La fin des haricots
Postée à ma fenêtre, je regarde les gros flocons s’écraser et disparaître sur le bitume en pensant à tout ce que j’ai à faire ce dimanche et à tout ce que j’aimerais faire vraiment.
Tomber en amour, ça me plairait bien.
Sur sa chaise, C. se plaint de son chauffage tombé en panne, me remercie de l’accepter dans « ma bulle », dit que c’est la fin des haricots si elle doit changer sa chaudière, puis marmonne que plus personne à part les deux gamines d’en haut ne dit « la fin des haricots » de nos jours, puis demande mon autorisation pour allumer une cigarette. Je dis non mais elle l’allume quand même en s’excusant mais bon voilà, elle essaye de s’y remettre pour soutenir très prochainement un ami qui envisage d’arrêter… Il en parle beaucoup en ce moment… donc si je suis capable de comprendre que son geste est purement altruiste…

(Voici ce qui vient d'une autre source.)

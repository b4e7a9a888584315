//! Workbook split & merge core for sheetpack
//!
//! Pure data-transformation library: xlsx bytes in, xlsx bytes out. Splits a
//! workbook into one single-sheet workbook per sheet, or merges several
//! workbooks into one with deterministic sheet-name collision resolution.
//! Only literal cell values are copied; formulas (beyond cached results),
//! styles, charts, and images are not preserved. Nothing is persisted: every
//! call parses, transforms, serializes, and discards.
//!
//! # Examples
//!
//! ## Splitting a workbook
//!
//! ```
//! use sheetpack_core::{split, Book, NamingRule, Sheet};
//!
//! let mut book = Book::new();
//! book.add_sheet("Q1", Sheet::from_data(vec![vec![1.0, 2.0]]))?;
//! book.add_sheet("Q2", Sheet::from_data(vec![vec![3.0, 4.0]]))?;
//! let bytes = book.to_xlsx_bytes()?;
//!
//! let artifacts = split(&bytes, "report.xlsx", NamingRule::OriginalAndSheet)?;
//! assert_eq!(artifacts[0].filename, "report_Q1.xlsx");
//! assert_eq!(artifacts[1].filename, "report_Q2.xlsx");
//! # Ok::<(), sheetpack_core::SheetError>(())
//! ```
//!
//! ## Merging workbooks
//!
//! ```
//! use sheetpack_core::{merge, Book, MergeDatePrefix, Sheet};
//!
//! let mut first = Book::new();
//! first.add_sheet("Data", Sheet::from_data(vec![vec![1.0]]))?;
//! let mut second = Book::new();
//! second.add_sheet("Data", Sheet::from_data(vec![vec![2.0]]))?;
//!
//! let files = vec![
//!     ("a.xlsx".to_string(), first.to_xlsx_bytes()?),
//!     ("b.xlsx".to_string(), second.to_xlsx_bytes()?),
//! ];
//! let artifact = merge(&files, "combined", MergeDatePrefix::None)?;
//!
//! assert_eq!(artifact.filename, "combined.xlsx");
//! let merged = Book::from_xlsx_bytes(&artifact.bytes)?;
//! assert_eq!(merged.sheet_names(), vec!["Data", "b_Data"]);
//! # Ok::<(), sheetpack_core::SheetError>(())
//! ```

mod artifact;
mod book;
mod cell;
mod error;
mod merge;
mod naming;
mod sheet;
mod split;
mod xlsx;

/// Re-export artifact type.
pub use artifact::OutputArtifact;
/// Re-export book type.
pub use book::Book;
/// Re-export cell value type.
pub use cell::CellValue;
/// Re-export error types.
pub use error::{Result, SheetError};
/// Re-export the merge operation.
pub use merge::{merge, MergeDatePrefix};
/// Re-export naming utilities.
pub use naming::{base_name, sanitize_sheet_name, today, DateFormat, NamingRule};
/// Re-export sheet type.
pub use sheet::Sheet;
/// Re-export the split operation.
pub use split::split;
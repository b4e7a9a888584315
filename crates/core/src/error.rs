use thiserror::Error;

/// Errors that can occur during workbook operations
#[derive(Error, Debug)]
pub enum SheetError {
    #[error("Not a valid xlsx workbook: {0}")]
    Parse(String),

    #[error("Workbook write error: {0}")]
    Workbook(String),

    #[error("Sheet already exists: {name}")]
    SheetAlreadyExists { name: String },

    #[error("Sheet not found: {name}")]
    SheetNotFound { name: String },

    #[error("Empty input: {0}")]
    EmptyInput(String),

    #[error("IO error: {0}")]
    Io(#[from] std::io::Error),
}

pub type Result<T> = std::result::Result<T, SheetError>;
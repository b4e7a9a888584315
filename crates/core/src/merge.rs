//! Merge several workbooks into one, with collision-safe sheet naming.

use crate::artifact::OutputArtifact;
use crate::book::Book;
use crate::error::Result;
use crate::naming::{base_name, sanitize_sheet_name, today, DateFormat};

/// Whether the merged output filename gets a date-stamp prefix.
#[derive(Debug, Clone, Copy, PartialEq, Eq, Default)]
pub enum MergeDatePrefix {
    #[default]
    None,
    /// Prefix `{YYYYMMDD}_`
    Compact,
}

/// Merge a sequence of (filename, workbook bytes) pairs into one workbook
///
/// Sheets are copied in file-then-sheet order. A destination sheet keeps its
/// sanitized source name unless that name is taken, in which case it becomes
/// `{base(filename)}_{name}`, then `..._1`, `..._2`, and so on until unused.
/// The resolution is deterministic and depends only on input order.
///
/// The output filename is `merged_filename`, optionally date-prefixed, with
/// `.xlsx` appended when missing. Zero or one input files still merge; policy
/// on a minimum file count belongs to the caller.
///
/// # Errors
///
/// Returns [`crate::SheetError::Parse`] as soon as any input fails to parse;
/// no artifact is produced in that case.
pub fn merge(
    files: &[(String, Vec<u8>)],
    merged_filename: &str,
    date_prefix: MergeDatePrefix,
) -> Result<OutputArtifact> {
    let mut dest = Book::new();

    for (filename, bytes) in files {
        let book = Book::from_xlsx_bytes(bytes)?;
        let base = base_name(filename);

        for (name, sheet) in book.sheets() {
            let unique = resolve_sheet_name(&dest, base, name);
            tracing::debug!(file = %filename, sheet = %name, placed_as = %unique, "merged sheet");
            dest.add_sheet(&unique, sheet.clone())?;
        }
    }

    let mut filename = match date_prefix {
        MergeDatePrefix::Compact => {
            format!("{}_{merged_filename}", today(DateFormat::Compact))
        }
        MergeDatePrefix::None => merged_filename.to_string(),
    };
    if !filename.ends_with(".xlsx") {
        filename.push_str(".xlsx");
    }

    let bytes = dest.to_xlsx_bytes()?;
    Ok(OutputArtifact::new(filename, bytes))
}

/// Pick a destination sheet name that is not yet used in `dest`
///
/// The destination book's own sheet set doubles as the used-name set.
fn resolve_sheet_name(dest: &Book, file_base: &str, sheet_name: &str) -> String {
    let sanitized = sanitize_sheet_name(sheet_name);

    let candidate = if dest.has_sheet(&sanitized) {
        format!("{file_base}_{sanitized}")
    } else {
        sanitized
    };

    let mut unique = candidate.clone();
    let mut count = 1;
    while dest.has_sheet(&unique) {
        unique = format!("{candidate}_{count}");
        count += 1;
    }

    unique
}
use sheetpack_core::{
    merge, split, today, Book, CellValue, DateFormat, MergeDatePrefix, NamingRule, SheetError,
    Sheet,
};

fn approx(cell: Option<&CellValue>, expected: f64) -> bool {
    matches!(cell, Some(CellValue::Float(f)) if (f - expected).abs() < f64::EPSILON)
}

// ===== Round-trip =====

#[test]
fn test_values_roundtrip() {
    let mut book = Book::new();
    book.add_sheet(
        "Mixed",
        Sheet::from_data(vec![
            vec![
                CellValue::String("header".to_string()),
                CellValue::Float(1.5),
            ],
            vec![CellValue::Bool(false), CellValue::String("매출".to_string())],
        ]),
    )
    .unwrap();
    book.add_sheet("Second", Sheet::from_data(vec![vec![9.0]]))
        .unwrap();

    let loaded = Book::from_xlsx_bytes(&book.to_xlsx_bytes().unwrap()).unwrap();

    assert_eq!(loaded.sheet_names(), vec!["Mixed", "Second"]);
    let mixed = loaded.get_sheet("Mixed").unwrap();
    assert_eq!(
        mixed.get(0, 0),
        Some(&CellValue::String("header".to_string()))
    );
    assert!(approx(mixed.get(0, 1), 1.5));
    assert_eq!(mixed.get(1, 0), Some(&CellValue::Bool(false)));
    assert_eq!(mixed.get(1, 1), Some(&CellValue::String("매출".to_string())));
}

// ===== Split then merge =====

#[test]
fn test_split_then_merge_restores_sheets() {
    let mut book = Book::new();
    book.add_sheet("One", Sheet::from_data(vec![vec![1.0]]))
        .unwrap();
    book.add_sheet("Two", Sheet::from_data(vec![vec![2.0]]))
        .unwrap();
    book.add_sheet("Three", Sheet::from_data(vec![vec![3.0]]))
        .unwrap();
    let bytes = book.to_xlsx_bytes().unwrap();

    let artifacts = split(&bytes, "source.xlsx", NamingRule::SheetOnly).unwrap();
    assert_eq!(artifacts.len(), 3);

    // Filenames are unique within the result set
    let mut filenames: Vec<&str> = artifacts.iter().map(|a| a.filename.as_str()).collect();
    assert!(filenames.iter().all(|f| f.ends_with(".xlsx")));
    filenames.sort_unstable();
    filenames.dedup();
    assert_eq!(filenames.len(), 3);

    let files: Vec<(String, Vec<u8>)> = artifacts
        .into_iter()
        .map(|a| (a.filename, a.bytes))
        .collect();
    let merged = merge(&files, "rebuilt", MergeDatePrefix::None).unwrap();
    let rebuilt = Book::from_xlsx_bytes(&merged.bytes).unwrap();

    assert_eq!(rebuilt.sheet_names(), vec!["One", "Two", "Three"]);
    assert!(approx(rebuilt.get_sheet("Two").unwrap().get(0, 0), 2.0));
}

// ===== Merge properties =====

#[test]
fn test_merge_total_sheet_count() {
    let mut files = Vec::new();
    let mut expected_total = 0;
    for (idx, count) in [2usize, 3, 1].iter().enumerate() {
        let mut book = Book::new();
        for n in 0..*count {
            book.add_sheet(&format!("Tab{n}"), Sheet::from_data(vec![vec![n as f64]]))
                .unwrap();
        }
        expected_total += count;
        files.push((format!("file{idx}.xlsx"), book.to_xlsx_bytes().unwrap()));
    }

    let artifact = merge(&files, "all", MergeDatePrefix::None).unwrap();
    let book = Book::from_xlsx_bytes(&artifact.bytes).unwrap();

    assert_eq!(book.sheet_count(), expected_total);
    let names = book.sheet_names();
    let mut deduped = names.clone();
    deduped.sort_unstable();
    deduped.dedup();
    assert_eq!(deduped.len(), names.len());
}

#[test]
fn test_merge_date_prefixed_filename() {
    let mut book = Book::new();
    book.add_sheet("Data", Sheet::from_data(vec![vec![1.0]]))
        .unwrap();
    let files = vec![("in.xlsx".to_string(), book.to_xlsx_bytes().unwrap())];

    let artifact = merge(&files, "report", MergeDatePrefix::Compact).unwrap();
    assert_eq!(
        artifact.filename,
        format!("{}_report.xlsx", today(DateFormat::Compact))
    );
}

// ===== Error propagation =====

#[test]
fn test_corrupt_input_aborts_whole_merge() {
    let mut book = Book::new();
    book.add_sheet("Data", Sheet::from_data(vec![vec![1.0]]))
        .unwrap();
    let good = book.to_xlsx_bytes().unwrap();

    let files = vec![
        ("ok.xlsx".to_string(), good),
        ("bad.xlsx".to_string(), vec![0, 1, 2, 3]),
    ];

    assert!(matches!(
        merge(&files, "out", MergeDatePrefix::None),
        Err(SheetError::Parse(_))
    ));
}

#[test]
fn test_corrupt_input_fails_split() {
    assert!(matches!(
        split(&[0u8; 16], "in.xlsx", NamingRule::SheetOnly),
        Err(SheetError::Parse(_))
    ));
}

Je pense qu’elle est folle et que j’aime les fous.
Des notes de piano échappées de la radio se soulèvent pour la faire taire. Elle dit « Oh ! tu te souviens de cette chanson ? Je me suis mariée deux fois par amour pour cette chanson… »
Elle dit ça et puis c’est le silence.
Le silence et la musique.
Et le froid par la fenêtre ouverte.
J’ai besoin d’air.
J’ai chaud. J’ai froid. Ça pue. J’étouffe. M’assieds sur le marchepied devant le radiateur.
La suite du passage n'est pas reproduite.